### What you need to do
Transcribe exactly the line in which "pub enum HttpMethod" occurs, plus every line that comes after it up to the end of the entries.

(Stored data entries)
***

use serde::{Deserialize, Serialize};
use std::fmt;

/// HTTP methods an OpenAPI path item can declare operations for.
///
/// Variant order is the iteration order used when walking a path's operations.
#[derive(Debug, Clone, Copy, PartialEq, Eq, PartialOrd, Ord, Hash, Serialize, Deserialize)]
#[serde(rename_all = "UPPERCASE")]
pub enum HttpMethod {
    Get,
    Post,
    Put,
    Patch,
    Delete,
    Head,
    Options,
}

impl fmt::Display for HttpMethod {
    fn fmt(&self, f: &mut fmt::Formatter<'_>) -> fmt::Result {
        f.pad(self.as_str())
    }
}

impl HttpMethod {
    pub fn as_str(&self) -> &'static str {
        match self {
            HttpMethod::Get => "GET",
            HttpMethod::Post => "POST",
            HttpMethod::Put => "PUT",
            HttpMethod::Patch => "PATCH",
            HttpMethod::Delete => "DELETE",
            HttpMethod::Head => "HEAD",
            HttpMethod::Options => "OPTIONS",
        }
    }
}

***

### Answer to this task
pub enum HttpMethod {
    Get,
    Post,
    Put,
    Patch,
    Delete,
    Head,
    Options,
}

impl fmt::Display for HttpMethod {
    fn fmt(&self, f: &mut fmt::Formatter<'_>) -> fmt::Result {
        f.pad(self.as_str())
    }
}

impl HttpMethod {
    pub fn as_str(&self) -> &'static str {
        match self {
            HttpMethod::Get => "GET",
            HttpMethod::Post => "POST",
            HttpMethod::Put => "PUT",
            HttpMethod::Patch => "PATCH",
            HttpMethod::Delete => "DELETE",
            HttpMethod::Head => "HEAD",
            HttpMethod::Options => "OPTIONS",
        }
    }
}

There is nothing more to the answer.